ABOUT THIS EXERCISE = Retype, exactly as they appear below, the lines between the line holding "self.hide(ctx.scene_mut(), self.links.sit_prompt);" and the line holding "if key != TRIGGER_KEY", both ends included.

PROVIDED RECORDS =
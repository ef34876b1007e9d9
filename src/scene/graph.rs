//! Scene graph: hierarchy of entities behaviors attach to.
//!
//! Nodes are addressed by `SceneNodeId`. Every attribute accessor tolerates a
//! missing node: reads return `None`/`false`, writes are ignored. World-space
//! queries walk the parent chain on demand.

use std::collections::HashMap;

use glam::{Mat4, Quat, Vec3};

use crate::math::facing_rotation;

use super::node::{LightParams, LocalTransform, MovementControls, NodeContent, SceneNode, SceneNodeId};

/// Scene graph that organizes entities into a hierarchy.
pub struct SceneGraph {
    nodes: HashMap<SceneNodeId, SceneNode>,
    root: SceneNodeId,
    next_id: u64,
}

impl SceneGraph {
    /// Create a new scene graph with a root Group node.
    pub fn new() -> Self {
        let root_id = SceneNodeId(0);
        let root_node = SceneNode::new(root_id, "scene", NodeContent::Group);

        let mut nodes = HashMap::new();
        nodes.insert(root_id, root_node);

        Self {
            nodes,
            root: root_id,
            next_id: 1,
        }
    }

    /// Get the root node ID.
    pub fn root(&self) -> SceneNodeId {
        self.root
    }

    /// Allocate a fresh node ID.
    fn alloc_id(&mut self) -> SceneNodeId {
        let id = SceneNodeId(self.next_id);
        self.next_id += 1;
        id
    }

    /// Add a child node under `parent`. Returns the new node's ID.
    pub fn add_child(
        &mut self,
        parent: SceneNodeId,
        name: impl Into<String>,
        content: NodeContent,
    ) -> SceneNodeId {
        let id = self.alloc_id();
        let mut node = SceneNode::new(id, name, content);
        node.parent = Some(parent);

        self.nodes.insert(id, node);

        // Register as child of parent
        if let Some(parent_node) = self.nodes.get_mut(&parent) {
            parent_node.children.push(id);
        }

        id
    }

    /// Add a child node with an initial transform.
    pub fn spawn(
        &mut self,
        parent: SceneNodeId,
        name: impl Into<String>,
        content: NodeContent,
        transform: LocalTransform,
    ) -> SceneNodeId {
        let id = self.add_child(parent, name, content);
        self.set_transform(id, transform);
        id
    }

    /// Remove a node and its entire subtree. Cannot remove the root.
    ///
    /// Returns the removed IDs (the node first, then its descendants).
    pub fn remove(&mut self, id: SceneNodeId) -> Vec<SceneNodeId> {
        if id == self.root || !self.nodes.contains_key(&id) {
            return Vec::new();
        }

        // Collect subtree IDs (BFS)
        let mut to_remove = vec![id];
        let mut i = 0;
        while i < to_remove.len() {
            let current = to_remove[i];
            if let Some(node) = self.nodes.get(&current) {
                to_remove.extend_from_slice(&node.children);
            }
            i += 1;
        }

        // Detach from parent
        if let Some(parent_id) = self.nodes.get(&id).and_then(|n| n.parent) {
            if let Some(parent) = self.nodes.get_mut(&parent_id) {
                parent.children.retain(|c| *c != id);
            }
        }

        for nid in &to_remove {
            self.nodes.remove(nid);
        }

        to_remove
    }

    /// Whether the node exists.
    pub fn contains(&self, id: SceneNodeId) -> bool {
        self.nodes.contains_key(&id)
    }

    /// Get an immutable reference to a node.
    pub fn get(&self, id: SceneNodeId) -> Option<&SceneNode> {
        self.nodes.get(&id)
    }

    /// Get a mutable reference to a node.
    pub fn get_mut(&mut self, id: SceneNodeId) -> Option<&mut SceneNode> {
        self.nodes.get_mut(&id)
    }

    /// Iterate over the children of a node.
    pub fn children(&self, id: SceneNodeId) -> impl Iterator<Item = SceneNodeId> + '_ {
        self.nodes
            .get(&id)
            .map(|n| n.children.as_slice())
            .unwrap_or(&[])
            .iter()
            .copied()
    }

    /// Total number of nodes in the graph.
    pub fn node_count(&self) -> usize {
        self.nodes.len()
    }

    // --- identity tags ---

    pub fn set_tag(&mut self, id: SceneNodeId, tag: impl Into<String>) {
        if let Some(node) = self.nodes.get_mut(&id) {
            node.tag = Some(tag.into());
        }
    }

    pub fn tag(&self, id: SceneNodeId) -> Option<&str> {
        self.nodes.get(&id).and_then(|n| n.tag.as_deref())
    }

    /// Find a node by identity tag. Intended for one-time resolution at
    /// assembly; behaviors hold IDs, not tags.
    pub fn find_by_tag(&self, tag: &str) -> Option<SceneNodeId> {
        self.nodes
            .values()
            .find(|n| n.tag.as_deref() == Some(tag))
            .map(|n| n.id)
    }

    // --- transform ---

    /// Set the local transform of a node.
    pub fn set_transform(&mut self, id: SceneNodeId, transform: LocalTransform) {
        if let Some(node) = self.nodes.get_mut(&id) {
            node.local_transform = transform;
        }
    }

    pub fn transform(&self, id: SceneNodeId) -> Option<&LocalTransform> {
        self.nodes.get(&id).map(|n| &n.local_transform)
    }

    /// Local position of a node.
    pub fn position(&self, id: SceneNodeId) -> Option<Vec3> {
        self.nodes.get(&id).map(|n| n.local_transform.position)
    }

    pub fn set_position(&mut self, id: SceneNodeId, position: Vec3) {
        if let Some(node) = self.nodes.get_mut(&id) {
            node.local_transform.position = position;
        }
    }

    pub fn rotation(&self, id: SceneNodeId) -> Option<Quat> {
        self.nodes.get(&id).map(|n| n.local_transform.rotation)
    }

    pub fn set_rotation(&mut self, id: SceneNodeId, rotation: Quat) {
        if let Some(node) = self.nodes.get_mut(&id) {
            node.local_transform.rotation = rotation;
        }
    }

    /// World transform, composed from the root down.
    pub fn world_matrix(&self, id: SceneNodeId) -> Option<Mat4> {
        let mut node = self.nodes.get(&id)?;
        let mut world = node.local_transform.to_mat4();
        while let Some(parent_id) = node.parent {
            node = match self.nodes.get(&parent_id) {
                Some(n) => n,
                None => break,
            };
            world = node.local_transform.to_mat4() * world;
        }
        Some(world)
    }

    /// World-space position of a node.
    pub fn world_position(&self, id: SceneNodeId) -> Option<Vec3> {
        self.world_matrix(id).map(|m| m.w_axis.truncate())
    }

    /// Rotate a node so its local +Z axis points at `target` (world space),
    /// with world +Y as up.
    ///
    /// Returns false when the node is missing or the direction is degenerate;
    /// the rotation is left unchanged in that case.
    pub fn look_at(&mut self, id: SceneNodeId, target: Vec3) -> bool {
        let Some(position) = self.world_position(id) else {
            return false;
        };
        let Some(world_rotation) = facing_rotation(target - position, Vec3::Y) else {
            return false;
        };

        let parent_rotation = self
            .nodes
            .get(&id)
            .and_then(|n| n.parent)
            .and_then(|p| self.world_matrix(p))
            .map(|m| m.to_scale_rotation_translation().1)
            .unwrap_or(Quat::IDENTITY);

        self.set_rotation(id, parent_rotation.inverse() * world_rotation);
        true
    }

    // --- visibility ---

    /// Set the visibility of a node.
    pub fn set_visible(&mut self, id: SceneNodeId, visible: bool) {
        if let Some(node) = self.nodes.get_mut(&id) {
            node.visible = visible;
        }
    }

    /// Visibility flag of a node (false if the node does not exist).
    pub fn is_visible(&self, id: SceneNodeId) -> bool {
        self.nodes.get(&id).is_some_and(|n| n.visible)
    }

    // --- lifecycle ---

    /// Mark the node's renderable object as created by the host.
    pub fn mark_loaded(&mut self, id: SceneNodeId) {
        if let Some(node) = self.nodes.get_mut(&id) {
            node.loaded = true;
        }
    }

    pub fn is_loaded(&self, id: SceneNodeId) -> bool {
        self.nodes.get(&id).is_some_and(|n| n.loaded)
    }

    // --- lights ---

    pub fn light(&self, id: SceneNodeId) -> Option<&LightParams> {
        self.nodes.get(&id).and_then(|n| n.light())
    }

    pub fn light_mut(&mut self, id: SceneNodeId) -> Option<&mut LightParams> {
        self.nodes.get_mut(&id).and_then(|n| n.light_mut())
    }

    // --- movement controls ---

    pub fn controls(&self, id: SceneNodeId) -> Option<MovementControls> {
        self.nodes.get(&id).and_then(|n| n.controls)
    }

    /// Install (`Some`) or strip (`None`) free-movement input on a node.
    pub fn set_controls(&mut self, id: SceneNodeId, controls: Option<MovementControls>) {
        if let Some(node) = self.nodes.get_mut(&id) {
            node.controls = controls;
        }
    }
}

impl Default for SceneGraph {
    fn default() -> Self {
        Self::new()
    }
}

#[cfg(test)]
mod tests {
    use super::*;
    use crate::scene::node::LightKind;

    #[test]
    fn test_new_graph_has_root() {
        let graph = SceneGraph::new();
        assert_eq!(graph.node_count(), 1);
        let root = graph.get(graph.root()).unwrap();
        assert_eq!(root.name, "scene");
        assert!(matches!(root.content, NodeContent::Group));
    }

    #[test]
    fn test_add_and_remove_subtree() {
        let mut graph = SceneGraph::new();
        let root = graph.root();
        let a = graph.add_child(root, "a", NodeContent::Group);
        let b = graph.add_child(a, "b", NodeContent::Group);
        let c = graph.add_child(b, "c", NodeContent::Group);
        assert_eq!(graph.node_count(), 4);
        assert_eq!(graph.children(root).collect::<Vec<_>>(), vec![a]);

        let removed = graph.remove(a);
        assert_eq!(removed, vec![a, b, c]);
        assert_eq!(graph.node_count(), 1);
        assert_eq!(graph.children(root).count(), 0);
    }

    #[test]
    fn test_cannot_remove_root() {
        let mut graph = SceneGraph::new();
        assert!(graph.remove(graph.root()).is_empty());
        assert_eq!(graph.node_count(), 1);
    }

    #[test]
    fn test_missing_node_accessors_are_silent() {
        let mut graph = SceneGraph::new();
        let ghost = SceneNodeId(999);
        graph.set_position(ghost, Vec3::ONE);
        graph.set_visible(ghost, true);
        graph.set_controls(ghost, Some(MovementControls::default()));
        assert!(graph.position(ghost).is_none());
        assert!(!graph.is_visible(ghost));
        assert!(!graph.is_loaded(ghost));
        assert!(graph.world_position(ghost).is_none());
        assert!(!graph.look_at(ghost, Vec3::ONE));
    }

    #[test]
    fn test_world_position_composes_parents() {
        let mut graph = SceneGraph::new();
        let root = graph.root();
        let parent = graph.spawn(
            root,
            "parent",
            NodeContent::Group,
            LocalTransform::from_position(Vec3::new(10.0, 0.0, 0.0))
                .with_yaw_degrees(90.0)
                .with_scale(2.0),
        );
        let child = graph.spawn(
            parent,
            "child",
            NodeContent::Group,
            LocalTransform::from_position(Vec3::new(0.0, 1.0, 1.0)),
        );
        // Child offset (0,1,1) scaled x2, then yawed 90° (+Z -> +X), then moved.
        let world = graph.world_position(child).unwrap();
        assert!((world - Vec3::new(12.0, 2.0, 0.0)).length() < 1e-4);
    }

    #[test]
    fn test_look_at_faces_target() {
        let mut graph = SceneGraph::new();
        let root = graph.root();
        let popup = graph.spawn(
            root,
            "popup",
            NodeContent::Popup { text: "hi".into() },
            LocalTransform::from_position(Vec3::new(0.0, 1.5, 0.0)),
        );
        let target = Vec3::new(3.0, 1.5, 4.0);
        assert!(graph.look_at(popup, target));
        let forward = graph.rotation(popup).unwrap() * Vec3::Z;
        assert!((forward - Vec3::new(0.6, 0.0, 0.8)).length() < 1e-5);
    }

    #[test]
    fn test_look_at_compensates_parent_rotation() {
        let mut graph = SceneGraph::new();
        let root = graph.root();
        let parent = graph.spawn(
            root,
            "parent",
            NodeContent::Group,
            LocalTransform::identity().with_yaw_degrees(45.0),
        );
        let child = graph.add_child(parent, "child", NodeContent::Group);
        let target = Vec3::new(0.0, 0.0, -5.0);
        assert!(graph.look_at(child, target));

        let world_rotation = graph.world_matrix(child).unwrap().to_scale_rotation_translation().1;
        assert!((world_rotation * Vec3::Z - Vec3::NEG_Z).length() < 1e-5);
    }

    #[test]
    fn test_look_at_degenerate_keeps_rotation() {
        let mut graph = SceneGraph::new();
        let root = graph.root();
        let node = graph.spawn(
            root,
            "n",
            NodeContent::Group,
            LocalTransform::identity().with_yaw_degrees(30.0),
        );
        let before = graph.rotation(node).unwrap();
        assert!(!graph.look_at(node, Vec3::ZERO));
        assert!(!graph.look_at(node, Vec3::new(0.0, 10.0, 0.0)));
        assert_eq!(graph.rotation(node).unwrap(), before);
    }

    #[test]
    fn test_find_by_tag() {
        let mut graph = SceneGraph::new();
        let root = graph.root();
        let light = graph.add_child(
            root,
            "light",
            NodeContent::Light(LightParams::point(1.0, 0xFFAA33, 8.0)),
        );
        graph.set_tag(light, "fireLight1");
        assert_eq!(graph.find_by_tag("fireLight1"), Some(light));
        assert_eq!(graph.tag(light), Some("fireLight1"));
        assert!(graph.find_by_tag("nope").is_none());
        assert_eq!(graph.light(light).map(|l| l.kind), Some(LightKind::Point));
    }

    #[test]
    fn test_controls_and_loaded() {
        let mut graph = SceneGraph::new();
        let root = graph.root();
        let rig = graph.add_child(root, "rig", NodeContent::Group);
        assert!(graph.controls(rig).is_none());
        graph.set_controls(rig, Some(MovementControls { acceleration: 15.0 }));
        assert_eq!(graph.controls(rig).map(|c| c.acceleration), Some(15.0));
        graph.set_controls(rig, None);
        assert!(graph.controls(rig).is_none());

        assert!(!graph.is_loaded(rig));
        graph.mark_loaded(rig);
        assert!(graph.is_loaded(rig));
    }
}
--
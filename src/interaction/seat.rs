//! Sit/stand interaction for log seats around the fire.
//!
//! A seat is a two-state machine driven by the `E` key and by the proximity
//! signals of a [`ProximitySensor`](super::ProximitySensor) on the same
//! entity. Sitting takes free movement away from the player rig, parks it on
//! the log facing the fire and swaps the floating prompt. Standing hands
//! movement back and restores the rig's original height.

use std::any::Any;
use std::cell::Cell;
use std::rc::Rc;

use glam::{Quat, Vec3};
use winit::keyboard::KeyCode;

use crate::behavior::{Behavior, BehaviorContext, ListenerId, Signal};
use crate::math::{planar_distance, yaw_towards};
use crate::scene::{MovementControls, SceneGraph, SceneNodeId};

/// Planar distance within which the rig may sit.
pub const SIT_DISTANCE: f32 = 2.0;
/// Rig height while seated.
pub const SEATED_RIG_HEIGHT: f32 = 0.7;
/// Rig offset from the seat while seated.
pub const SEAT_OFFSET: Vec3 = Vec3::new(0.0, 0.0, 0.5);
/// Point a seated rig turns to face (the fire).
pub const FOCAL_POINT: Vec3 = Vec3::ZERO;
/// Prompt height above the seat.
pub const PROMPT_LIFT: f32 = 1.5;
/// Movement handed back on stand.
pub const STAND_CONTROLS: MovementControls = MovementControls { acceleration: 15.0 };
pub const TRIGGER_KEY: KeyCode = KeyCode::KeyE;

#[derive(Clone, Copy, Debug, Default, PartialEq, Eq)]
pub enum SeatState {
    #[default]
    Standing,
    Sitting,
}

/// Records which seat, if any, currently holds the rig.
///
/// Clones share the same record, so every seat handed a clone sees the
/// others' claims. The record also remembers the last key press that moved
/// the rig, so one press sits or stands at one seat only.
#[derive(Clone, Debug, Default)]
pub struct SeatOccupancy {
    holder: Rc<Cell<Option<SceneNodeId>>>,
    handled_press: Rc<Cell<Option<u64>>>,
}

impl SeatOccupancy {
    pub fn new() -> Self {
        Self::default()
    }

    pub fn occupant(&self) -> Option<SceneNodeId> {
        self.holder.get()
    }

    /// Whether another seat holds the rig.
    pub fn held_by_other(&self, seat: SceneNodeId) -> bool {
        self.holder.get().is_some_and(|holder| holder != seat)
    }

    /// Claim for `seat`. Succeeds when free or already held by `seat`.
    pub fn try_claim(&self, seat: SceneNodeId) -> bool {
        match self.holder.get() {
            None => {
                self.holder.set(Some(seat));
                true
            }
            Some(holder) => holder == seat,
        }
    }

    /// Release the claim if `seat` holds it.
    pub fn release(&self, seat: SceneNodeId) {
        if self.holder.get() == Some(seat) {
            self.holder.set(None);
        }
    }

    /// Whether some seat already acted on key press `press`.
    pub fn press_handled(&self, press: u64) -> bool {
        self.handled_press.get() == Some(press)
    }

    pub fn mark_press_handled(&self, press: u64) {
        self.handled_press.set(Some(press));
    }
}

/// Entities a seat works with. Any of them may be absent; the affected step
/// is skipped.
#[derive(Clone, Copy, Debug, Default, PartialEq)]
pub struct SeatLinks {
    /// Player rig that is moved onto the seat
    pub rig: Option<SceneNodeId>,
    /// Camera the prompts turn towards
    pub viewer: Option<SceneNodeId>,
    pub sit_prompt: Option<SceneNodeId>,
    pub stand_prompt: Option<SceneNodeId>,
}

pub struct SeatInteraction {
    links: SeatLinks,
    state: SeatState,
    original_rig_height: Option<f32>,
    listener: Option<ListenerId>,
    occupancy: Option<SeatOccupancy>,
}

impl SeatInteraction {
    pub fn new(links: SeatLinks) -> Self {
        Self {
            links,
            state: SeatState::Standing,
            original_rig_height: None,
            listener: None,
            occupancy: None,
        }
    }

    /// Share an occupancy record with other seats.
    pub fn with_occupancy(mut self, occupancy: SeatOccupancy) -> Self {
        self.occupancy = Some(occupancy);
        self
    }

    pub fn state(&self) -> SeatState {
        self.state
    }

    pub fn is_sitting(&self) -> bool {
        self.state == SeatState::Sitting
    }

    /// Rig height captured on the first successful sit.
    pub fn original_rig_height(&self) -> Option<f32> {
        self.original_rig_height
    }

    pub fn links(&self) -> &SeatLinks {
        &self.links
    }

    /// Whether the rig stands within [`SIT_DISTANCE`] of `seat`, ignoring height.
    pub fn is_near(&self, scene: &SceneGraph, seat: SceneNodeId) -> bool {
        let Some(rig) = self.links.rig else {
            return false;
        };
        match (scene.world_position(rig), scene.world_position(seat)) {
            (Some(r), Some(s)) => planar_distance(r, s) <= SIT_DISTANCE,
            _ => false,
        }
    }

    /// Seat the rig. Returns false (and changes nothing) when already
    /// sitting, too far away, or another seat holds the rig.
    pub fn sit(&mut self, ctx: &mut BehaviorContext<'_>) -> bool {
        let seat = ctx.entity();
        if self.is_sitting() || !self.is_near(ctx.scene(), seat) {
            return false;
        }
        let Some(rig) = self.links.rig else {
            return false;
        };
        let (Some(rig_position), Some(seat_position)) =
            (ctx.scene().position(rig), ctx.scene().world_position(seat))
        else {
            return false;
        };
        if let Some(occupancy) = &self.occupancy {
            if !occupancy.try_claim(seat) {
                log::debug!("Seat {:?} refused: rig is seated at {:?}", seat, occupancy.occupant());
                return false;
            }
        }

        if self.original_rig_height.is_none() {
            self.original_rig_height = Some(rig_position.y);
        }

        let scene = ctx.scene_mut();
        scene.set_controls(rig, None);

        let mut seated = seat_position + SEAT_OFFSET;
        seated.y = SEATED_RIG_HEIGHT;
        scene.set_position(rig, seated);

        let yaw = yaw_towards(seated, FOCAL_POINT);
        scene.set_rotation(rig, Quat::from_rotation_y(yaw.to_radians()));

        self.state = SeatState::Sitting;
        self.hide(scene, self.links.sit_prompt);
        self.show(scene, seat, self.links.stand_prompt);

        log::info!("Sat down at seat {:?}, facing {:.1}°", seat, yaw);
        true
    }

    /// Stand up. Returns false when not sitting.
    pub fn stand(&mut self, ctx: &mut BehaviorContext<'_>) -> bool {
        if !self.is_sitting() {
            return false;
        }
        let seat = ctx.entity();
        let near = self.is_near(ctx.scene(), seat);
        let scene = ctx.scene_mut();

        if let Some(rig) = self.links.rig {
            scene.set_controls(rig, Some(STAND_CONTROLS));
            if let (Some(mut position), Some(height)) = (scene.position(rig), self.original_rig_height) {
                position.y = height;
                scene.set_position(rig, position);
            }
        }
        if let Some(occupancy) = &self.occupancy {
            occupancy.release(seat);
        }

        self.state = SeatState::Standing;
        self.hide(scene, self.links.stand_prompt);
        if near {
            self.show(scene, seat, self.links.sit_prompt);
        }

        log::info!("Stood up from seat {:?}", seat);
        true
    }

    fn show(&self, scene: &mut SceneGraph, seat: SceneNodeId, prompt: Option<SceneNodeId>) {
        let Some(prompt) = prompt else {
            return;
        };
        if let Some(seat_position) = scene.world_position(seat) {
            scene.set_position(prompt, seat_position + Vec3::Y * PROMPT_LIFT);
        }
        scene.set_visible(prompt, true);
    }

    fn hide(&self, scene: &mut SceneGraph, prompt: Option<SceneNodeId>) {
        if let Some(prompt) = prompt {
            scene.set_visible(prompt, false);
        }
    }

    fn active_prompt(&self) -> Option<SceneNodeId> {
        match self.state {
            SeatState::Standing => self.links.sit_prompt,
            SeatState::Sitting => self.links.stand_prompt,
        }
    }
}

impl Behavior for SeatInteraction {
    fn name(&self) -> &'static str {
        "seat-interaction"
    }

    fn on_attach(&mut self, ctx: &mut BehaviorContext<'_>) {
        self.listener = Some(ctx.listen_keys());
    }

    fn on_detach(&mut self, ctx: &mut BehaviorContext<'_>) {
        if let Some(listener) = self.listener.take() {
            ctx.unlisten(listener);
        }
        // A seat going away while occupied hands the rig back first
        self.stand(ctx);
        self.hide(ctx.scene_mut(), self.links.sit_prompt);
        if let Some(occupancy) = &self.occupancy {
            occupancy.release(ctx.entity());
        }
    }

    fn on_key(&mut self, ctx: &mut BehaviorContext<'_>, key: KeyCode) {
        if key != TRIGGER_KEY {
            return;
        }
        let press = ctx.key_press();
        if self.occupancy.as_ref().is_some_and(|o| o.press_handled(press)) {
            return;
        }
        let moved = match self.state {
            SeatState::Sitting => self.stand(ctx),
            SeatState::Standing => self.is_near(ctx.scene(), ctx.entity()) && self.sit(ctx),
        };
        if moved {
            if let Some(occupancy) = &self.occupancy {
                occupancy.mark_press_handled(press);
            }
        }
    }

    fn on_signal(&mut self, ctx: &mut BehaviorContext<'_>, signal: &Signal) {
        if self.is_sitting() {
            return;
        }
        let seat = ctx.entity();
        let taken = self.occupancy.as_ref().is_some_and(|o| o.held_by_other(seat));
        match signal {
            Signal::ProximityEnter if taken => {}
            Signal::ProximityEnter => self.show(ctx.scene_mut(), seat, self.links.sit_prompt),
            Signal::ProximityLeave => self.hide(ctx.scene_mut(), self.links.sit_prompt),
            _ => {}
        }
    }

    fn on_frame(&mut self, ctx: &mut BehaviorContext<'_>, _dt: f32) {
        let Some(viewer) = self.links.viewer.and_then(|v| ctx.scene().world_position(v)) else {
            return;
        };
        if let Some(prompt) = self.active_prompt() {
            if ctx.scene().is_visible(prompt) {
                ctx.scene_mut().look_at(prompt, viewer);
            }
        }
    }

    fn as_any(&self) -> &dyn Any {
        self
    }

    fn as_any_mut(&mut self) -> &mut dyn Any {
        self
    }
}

OUTPUT OF THE EXERCISE =
        self.hide(ctx.scene_mut(), self.links.sit_prompt);
        if let Some(occupancy) = &self.occupancy {
            occupancy.release(ctx.entity());
        }
    }

    fn on_key(&mut self, ctx: &mut BehaviorContext<'_>, key: KeyCode) {
        if key != TRIGGER_KEY {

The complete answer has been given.